Solution S5-43-1. This question is based on the discussion in Werner and Modlin, p. 106. There are three situations described in that discussion:
1. Salvage: The insurer pays for a total loss on the damaged property and then takes possession of the property. Thereafter, the insurer sells the damaged property and recovers some of the amount it paid. This reduces the insurer's net payment on the loss.

2. Subrogation: The insurer pays for a loss for which a third party is responsible; then the insurer seeks indemnification from the responsible third party. Successful subrogation will mean that the insurer gets a reduction in net payment on the loss.

3. Early case reserve estimate too high: If the insurer or the insurer's claim adjuster sets the case reserve on a claim too high, later events may lead to a downward revision of this estimate, leading to negative loss development.

Problem S5-43-2. For a certain kind of "long-tailed" loss that occurred in Accident Year 2052, you have the following information:
As of 12 months, total losses were $56,000.

As of 24 months, total losses were $65,700.

As of 36 months, total losses were $87,000.

As of 48 months, total losses were $90,000.

As of 60 months, total losses were $102,000.

The chain ladder method of estimating loss development is used, and it is assumed that no further changes in total losses occurred after 60 months.

From the information above, it is possible to calculate five age-to-ultimate development factors.
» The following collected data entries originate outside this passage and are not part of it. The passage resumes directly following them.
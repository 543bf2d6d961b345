//! Services orchestrating the use cases against an [`EntityStore`].
//!
//! [`EntityStore`]: crate::store::EntityStore

mod case;
mod catalog;
pub mod messages;
mod person;

pub use case::{CaseService, CaseSettings};
pub use catalog::CatalogService;
pub use person::PersonService;

use crate::{Error, error::StoreError};

/// Map a store failure, keeping uniqueness violations distinguishable.
pub(crate) fn write_error<E: StoreError>(err: E, conflict: impl FnOnce() -> String) -> Error {
  if err.is_conflict() {
    Error::conflict(conflict())
  } else {
    Error::store(err)
  }
}
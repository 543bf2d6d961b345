//! Handlers for `/personen` endpoints.
//!
//! | Method | Path | Notes |
//! |--------|------|-------|
//! | `GET`  | `/personen` | |
//! | `POST` | `/personen` | Body: [`PersonBody`]; returns 201 + stored person |
//! | `GET`  | `/personen/{id}` | 404 if not found |
//! | `PUT`  | `/personen/{id}` | Body: [`PersonBody`]; replaces every field |
//! | `GET`  | `/personen/{id}/zaken` | Cases of one person |

use axum::{
  Json,
  extract::{Path, State},
  http::StatusCode,
  response::IntoResponse,
};
use boete_core::{
  id::PersonId,
  notify::Notifier,
  person::Person,
  projection::CaseDto,
  store::EntityStore,
};

use crate::{
  AppState,
  error::ApiError,
  validation::{Body, PersonBody},
};

/// `GET /personen`
pub async fn list<S, N>(
  State(state): State<AppState<S, N>>,
) -> Result<Json<Vec<Person>>, ApiError>
where
  S: EntityStore,
  N: Notifier,
{
  Ok(Json(state.persons.list_persons().await?))
}

/// `POST /personen`
pub async fn create<S, N>(
  State(state): State<AppState<S, N>>,
  Body(body): Body<PersonBody>,
) -> Result<impl IntoResponse, ApiError>
where
  S: EntityStore,
  N: Notifier,
{
  let person = state.persons.add_person(body.validate()?).await?;
  Ok((StatusCode::CREATED, Json(person)))
}

/// `GET /personen/{id}`
pub async fn get_one<S, N>(
  State(state): State<AppState<S, N>>,
  Path(id): Path<PersonId>,
) -> Result<Json<Person>, ApiError>
where
  S: EntityStore,
  N: Notifier,
{
  Ok(Json(state.persons.get_person(id).await?))
}

/// `PUT /personen/{id}`
pub async fn update<S, N>(
  State(state): State<AppState<S, N>>,
  Path(id): Path<PersonId>,
  Body(body): Body<PersonBody>,
) -> Result<Json<Person>, ApiError>
where
  S: EntityStore,
  N: Notifier,
{
  Ok(Json(state.persons.update_person(id, body.validate()?).await?))
}

/// `GET /personen/{id}/zaken`
pub async fn cases<S, N>(
  State(state): State<AppState<S, N>>,
  Path(id): Path<PersonId>,
) -> Result<Json<Vec<CaseDto>>, ApiError>
where
  S: EntityStore,
  N: Notifier,
{
  Ok(Json(state.cases.cases_for_person(id).await?))
}
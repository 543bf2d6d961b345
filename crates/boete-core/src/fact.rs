//! Fact ("feit"): a catalog entry describing one violation type.
//!
//! Facts are immutable reference data. Cases hold them by identity.

use rust_decimal::Decimal;
use serde::{Deserialize, Serialize};

use crate::id::FactId;

/// A persisted violation type.
#[derive(Debug, Clone, PartialEq, Eq, Serialize, Deserialize)]
pub struct Fact {
  pub fact_id:     FactId,
  /// Catalog code, e.g. `"VBF-003"`.
  pub code:        String,
  pub description: String,
  /// The fine for this violation; never negative.
  pub amount:      Decimal,
}

/// Input to [`crate::store::FactStore::add_fact`].
#[derive(Debug, Clone, PartialEq, Eq, Serialize, Deserialize)]
pub struct NewFact {
  pub code:        String,
  pub description: String,
  pub amount:      Decimal,
}

impl NewFact {
  pub fn with_id(self, fact_id: FactId) -> Fact {
    Fact {
      fact_id,
      code: self.code,
      description: self.description,
      amount: self.amount,
    }
  }
}
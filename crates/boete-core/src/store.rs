//! Entity store traits.
//!
//! The traits are implemented by storage backends (e.g. `boete-store-sqlite`).
//! The services depend on this abstraction, not on any concrete backend.
//!
//! Lookups signal absence with `Ok(None)`; a backend never reports a missing
//! row as an error. Writes may fail with an error whose
//! [`StoreError::is_conflict`] is `true` when a uniqueness rule is violated.
//!
//! All methods return `Send` futures so the traits can be used in
//! multi-threaded async runtimes (e.g. tokio with `axum`).

use std::future::Future;

use crate::{
  case::Case,
  error::StoreError,
  fact::{Fact, NewFact},
  id::{CaseId, FactId, PersonId, StatusId},
  person::{NewPerson, Person},
  status::Status,
};

/// Common base of the entity stores: one backend, one error type.
pub trait Store: Send + Sync {
  type Error: StoreError;
}

// ─── Persons ─────────────────────────────────────────────────────────────────

pub trait PersonStore: Store {
  /// Retrieve a person by id. Returns `None` if not found.
  fn get_person(
    &self,
    id: PersonId,
  ) -> impl Future<Output = Result<Option<Person>, Self::Error>> + Send + '_;

  fn list_persons(
    &self,
  ) -> impl Future<Output = Result<Vec<Person>, Self::Error>> + Send + '_;

  /// Persist a new person. Fails with a conflict if the BSN is taken.
  fn add_person(
    &self,
    input: NewPerson,
  ) -> impl Future<Output = Result<Person, Self::Error>> + Send + '_;

  /// Overwrite every field of an existing person. Returns `None` if no
  /// person has `person.person_id`.
  fn update_person(
    &self,
    person: Person,
  ) -> impl Future<Output = Result<Option<Person>, Self::Error>> + Send + '_;
}

// ─── Facts ───────────────────────────────────────────────────────────────────

pub trait FactStore: Store {
  fn get_fact(
    &self,
    id: FactId,
  ) -> impl Future<Output = Result<Option<Fact>, Self::Error>> + Send + '_;

  fn list_facts(
    &self,
  ) -> impl Future<Output = Result<Vec<Fact>, Self::Error>> + Send + '_;

  fn add_fact(
    &self,
    input: NewFact,
  ) -> impl Future<Output = Result<Fact, Self::Error>> + Send + '_;
}

// ─── Statuses ────────────────────────────────────────────────────────────────

pub trait StatusStore: Store {
  fn get_status(
    &self,
    id: StatusId,
  ) -> impl Future<Output = Result<Option<Status>, Self::Error>> + Send + '_;

  fn list_statuses(
    &self,
  ) -> impl Future<Output = Result<Vec<Status>, Self::Error>> + Send + '_;

  fn add_status(
    &self,
    description: String,
  ) -> impl Future<Output = Result<Status, Self::Error>> + Send + '_;
}

// ─── Cases ───────────────────────────────────────────────────────────────────

pub trait CaseStore: Store {
  /// Retrieve a fully loaded case. Returns `None` if not found.
  fn get_case(
    &self,
    id: CaseId,
  ) -> impl Future<Output = Result<Option<Case>, Self::Error>> + Send + '_;

  /// All cases, ordered by id.
  fn list_cases(
    &self,
  ) -> impl Future<Output = Result<Vec<Case>, Self::Error>> + Send + '_;

  /// All cases of one person, ordered by id.
  fn cases_by_person(
    &self,
    person_id: PersonId,
  ) -> impl Future<Output = Result<Vec<Case>, Self::Error>> + Send + '_;

  /// Persist a new case together with its facts and status history.
  ///
  /// The returned case carries the assigned case id and entry ids.
  fn add_case(
    &self,
    case: Case,
  ) -> impl Future<Output = Result<Case, Self::Error>> + Send + '_;

  /// Persist changes to an existing case, append-only: fact links and
  /// status entries not yet stored are inserted, nothing is updated or
  /// removed. The returned case carries the newly assigned entry ids.
  fn save_case(
    &self,
    case: Case,
  ) -> impl Future<Output = Result<Case, Self::Error>> + Send + '_;
}

/// Everything the services need from a backend.
pub trait EntityStore: PersonStore + FactStore + StatusStore + CaseStore {}

impl<T> EntityStore for T where T: PersonStore + FactStore + StatusStore + CaseStore {}
//! API error type and [`axum::response::IntoResponse`] implementation.

use axum::{
  Json,
  extract::rejection::JsonRejection,
  http::StatusCode,
  response::{IntoResponse, Response},
};
use boete_core::Error;
use serde_json::json;
use thiserror::Error;

/// An error returned by an API handler.
///
/// Every variant renders as `{"error": ["msg", ...]}`, one entry per
/// violation, in the order they were found.
#[derive(Debug, Error)]
pub enum ApiError {
  #[error(transparent)]
  Service(#[from] Error),

  /// The body could not be parsed into the expected shape at all.
  #[error("malformed body: {0}")]
  Malformed(#[from] JsonRejection),
}

impl ApiError {
  fn status(&self) -> StatusCode {
    match self {
      ApiError::Service(Error::Invalid(_)) => StatusCode::BAD_REQUEST,
      ApiError::Service(Error::NotFound(_)) => StatusCode::NOT_FOUND,
      ApiError::Service(Error::Conflict(_)) => StatusCode::CONFLICT,
      ApiError::Service(Error::Store(_)) => StatusCode::INTERNAL_SERVER_ERROR,
      ApiError::Malformed(_) => StatusCode::BAD_REQUEST,
    }
  }
}

impl IntoResponse for ApiError {
  fn into_response(self) -> Response {
    let status = self.status();
    let messages = match &self {
      ApiError::Service(e) => e.messages(),
      ApiError::Malformed(r) => vec![r.body_text()],
    };
    if status.is_server_error() {
      tracing::error!(error = %self, "request failed");
    }
    (status, Json(json!({ "error": messages }))).into_response()
  }
}
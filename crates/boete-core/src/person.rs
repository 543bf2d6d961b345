//! Person: a registered individual who can be the subject of cases.
//!
//! Persons are master data. A case references exactly one person but never
//! owns it.

use chrono::NaiveDate;
use serde::{Deserialize, Serialize};

use crate::id::PersonId;

/// A persisted person.
#[derive(Debug, Clone, PartialEq, Eq, Serialize, Deserialize)]
pub struct Person {
  pub person_id:    PersonId,
  pub first_name:   String,
  pub last_name:    String,
  pub street:       String,
  pub house_number: String,
  pub postcode:     String,
  pub city:         String,
  /// Burgerservicenummer; unique across all persons.
  pub bsn:          String,
  pub birth_date:   NaiveDate,
}

/// Input to [`crate::store::PersonStore::add_person`]. The identifier is
/// always assigned by the store.
#[derive(Debug, Clone, PartialEq, Eq, Serialize, Deserialize)]
pub struct NewPerson {
  pub first_name:   String,
  pub last_name:    String,
  pub street:       String,
  pub house_number: String,
  pub postcode:     String,
  pub city:         String,
  pub bsn:          String,
  pub birth_date:   NaiveDate,
}

impl NewPerson {
  /// Attach an identifier, producing the full record.
  pub fn with_id(self, person_id: PersonId) -> Person {
    Person {
      person_id,
      first_name: self.first_name,
      last_name: self.last_name,
      street: self.street,
      house_number: self.house_number,
      postcode: self.postcode,
      city: self.city,
      bsn: self.bsn,
      birth_date: self.birth_date,
    }
  }
}
//! In-process notification queue.
//!
//! [`ChannelNotifier`] hands every payload to an unbounded channel without
//! waiting; [`listen`] drains the other end and logs each notification.

use boete_core::notify::{Notification, Notifier};
use thiserror::Error;
use tokio::sync::mpsc;
use tracing::{info, warn};

#[derive(Debug, Error)]
#[error("notification channel closed")]
pub struct NotifyError;

#[derive(Debug, Clone)]
pub struct ChannelNotifier {
  tx: mpsc::UnboundedSender<String>,
}

impl ChannelNotifier {
  /// A notifier together with the receiving end of its queue.
  pub fn channel() -> (Self, mpsc::UnboundedReceiver<String>) {
    let (tx, rx) = mpsc::unbounded_channel();
    (Self { tx }, rx)
  }
}

impl Notifier for ChannelNotifier {
  type Error = NotifyError;

  fn send(&self, message: &str) -> Result<(), NotifyError> {
    self.tx.send(message.to_owned()).map_err(|_| NotifyError)
  }
}

/// Consume the queue until every sender is dropped. Returns the number of
/// payloads received.
pub async fn listen(mut rx: mpsc::UnboundedReceiver<String>) -> usize {
  let mut received = 0;
  while let Some(payload) = rx.recv().await {
    received += 1;
    match serde_json::from_str::<Notification>(&payload) {
      Ok(n) => info!(
        event_id = %n.event_id,
        sender = %n.sender,
        sent_at = %n.sent_at,
        "{}",
        n.message
      ),
      Err(e) => warn!(error = %e, %payload, "unreadable notification"),
    }
  }
  received
}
Find the factors and specify the time periods to which each factor pertains.

Solution S5-43-2. Before we calculate age-to-ultimate development factors, we need to find the age-to-age development factors whose multiplication will enable us to obtain the age-to-ultimate factors. An age-to-age development factor for the time period X through Y is found via the expression

(Losses at time Y)/(Losses at time X).

The factor for months 12-24 is thus 65700/56000 = 1.173214286.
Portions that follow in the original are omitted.